Device drivers directly interface with and control specific hardware functions within the MCU, such as bus initialization and transaction drivers and I/O initialization, memory and memory management drivers, and control drivers. Device drivers can be generic or device-specific. A generic device driver manages hardware located on the board and not integrated onto the MCU, such as I2C, PCI and other communications buses, off-chip memory, etc. An architecture-specific device driver manages hardware integrated into the MCU, such as various types of memory and I/Os.
The device drivers work with the operating environment (OE) of the MCU. There is a range of OEs, including:
- Bare metal OEs are the simplest and consist of firmware running directly on the processor’s hardware, without the benefit of a conventional operating system (OS). In a bare-metal implementation, firmware is co-developed with the hardware to optimize the operation and perform many of the functions of a conventional OS.

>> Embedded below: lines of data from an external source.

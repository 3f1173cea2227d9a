//! Constraint checking for carestore.
//!
//! This module provides row validation against the catalog: shape and type,
//! not-null and non-empty text, value-domain checks, foreign-key existence
//! and uniqueness. Every check reads only; nothing here mutates the cache.

use crate::cache::TableCache;
use carestore_core::schema::Table;
use carestore_core::{Error, Result, Row};
use carestore_index::render_key;

/// Constraint checker for validating rows before they are written.
pub struct ConstraintChecker;

impl ConstraintChecker {
    /// Checks arity, column types, not-null and non-empty text.
    pub fn check_row(schema: &Table, row: &Row) -> Result<()> {
        let columns = schema.columns();
        if row.len() != columns.len() {
            return Err(Error::invalid_operation(format!(
                "{} expects {} values, got {}",
                schema.name(),
                columns.len(),
                row.len()
            )));
        }

        for (column, value) in columns.iter().zip(row.values()) {
            match value.data_type() {
                None if !column.is_nullable() => {
                    return Err(Error::null_constraint(column.name()));
                }
                None => {}
                Some(got) if got != column.data_type() => {
                    return Err(Error::type_mismatch(column.name(), column.data_type(), got));
                }
                Some(_) => {
                    if column.is_non_empty() && value.is_blank_text() {
                        return Err(Error::empty_value(column.name()));
                    }
                }
            }
        }

        Ok(())
    }

    /// Checks every value-domain constraint of the table.
    pub fn check_domain(schema: &Table, row: &Row) -> Result<()> {
        for check in schema.checks() {
            let idx = schema.column_index(check.column())?;
            if let Some(value) = row.get(idx) {
                if !check.admits(value) {
                    return Err(Error::domain(check.name(), check.column(), value.clone()));
                }
            }
        }
        Ok(())
    }

    /// Checks that every non-null reference resolves to a stored parent.
    pub fn check_foreign_keys(cache: &TableCache, schema: &Table, row: &Row) -> Result<()> {
        for fk in schema.foreign_keys() {
            let Some(parent_id) = schema.reference(fk, row) else {
                continue;
            };
            if !cache.contains(fk.parent, parent_id) {
                return Err(Error::foreign_key(
                    &fk.name,
                    format!("{} #{parent_id} does not exist", fk.parent),
                ));
            }
        }
        Ok(())
    }

    /// Checks every uniqueness constraint. A key already held by `row` itself
    /// (an update that leaves the key unchanged) is not a violation.
    pub fn check_unique(cache: &TableCache, schema: &Table, row: &Row) -> Result<()> {
        for constraint in schema.uniques() {
            let key = schema.key_values(&constraint.columns, row);
            if key.iter().any(|v| v.is_null()) {
                continue;
            }
            match cache.indexes().unique_owner(&constraint.name, &key)? {
                Some(owner) if owner != row.id() => {
                    return Err(Error::duplicate_key(&constraint.name, render_key(&key)));
                }
                _ => {}
            }
        }
        Ok(())
    }

    /// Runs every check, reporting the first violation.
    pub fn check_all(cache: &TableCache, schema: &Table, row: &Row) -> Result<()> {
        Self::check_row(schema, row)?;
        Self::check_domain(schema, row)?;
        Self::check_foreign_keys(cache, schema, row)?;
        Self::check_unique(cache, schema, row)
    }
}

- Embedded OS that is purpose build for the MCU environment. These are sometimes referred to as real-time operating systems (RTOS) and developed for even simple 8-bit MCUs. RTOS can outperform bare metal implementations but typically require more memory.
- Full-featured OS on larger MCUs with even more memory; an OS like Linux can be used.
The use of an embedded or full-featured OS enables developers to write code at a higher level compared with bare-metal implementations. Two different software layers have emerged to enable MCU developers to write code similar to an application developer for a PC; hardware abstraction layers (HALs) and APIs.
APIs and HALs are closely related concepts but serve two different functions within the software stack (Figure 2). The HAL provides a common interface for RTOS or middleware components with hardware drivers. The HAL can operate at the driver interface, or it can be used as a wrapper for providing a common interface between existing drivers and higher-level code. APIs provide a common interface for controlling the system’s real-time behavior and accessing common components such as serial communication and file accesses. APIs provide developers with a toolkit to speed the generate of application code.
Using a layered embedded software architecture with APIs and HALs can significantly increase the reusability of software. For example, if there is a major hardware upgrade, instead of rewriting the HAL, it could be implemented by simply replacing the existing drivers. Or, updating/changing the HAL and using the same underlying hardware and drivers could result in new application implementation. Similar flexibility is provided at the application layer by the use of APIs. In both cases, there are faster development cycles, increased ability to reuse code, and improved code stability and security due to fewer changes
C and Embedded C
C is a widely-used, general-purpose programming language that requires an operating system (OS) to function. It’s often used on desktop computers and other environments where a microprocessor (MPU) and an OS are found. Compilers for C generate OS-dependent executables.
Embedded C is a set of language extensions for C designed to address the needs of embedded systems where there may not be an OS. And embedded C is designed to work with the limited RAM, ROM, and I/O on an embedded MCU. It provides some enhanced features for embedded control, including the in_port and out_port I/O functions, fixed-point arithmetic, and multiple distinct memory banks. Embedded C also gives developers more opportunities for memory management, which is aimed at MCU environments that must deal with memory and power constraints.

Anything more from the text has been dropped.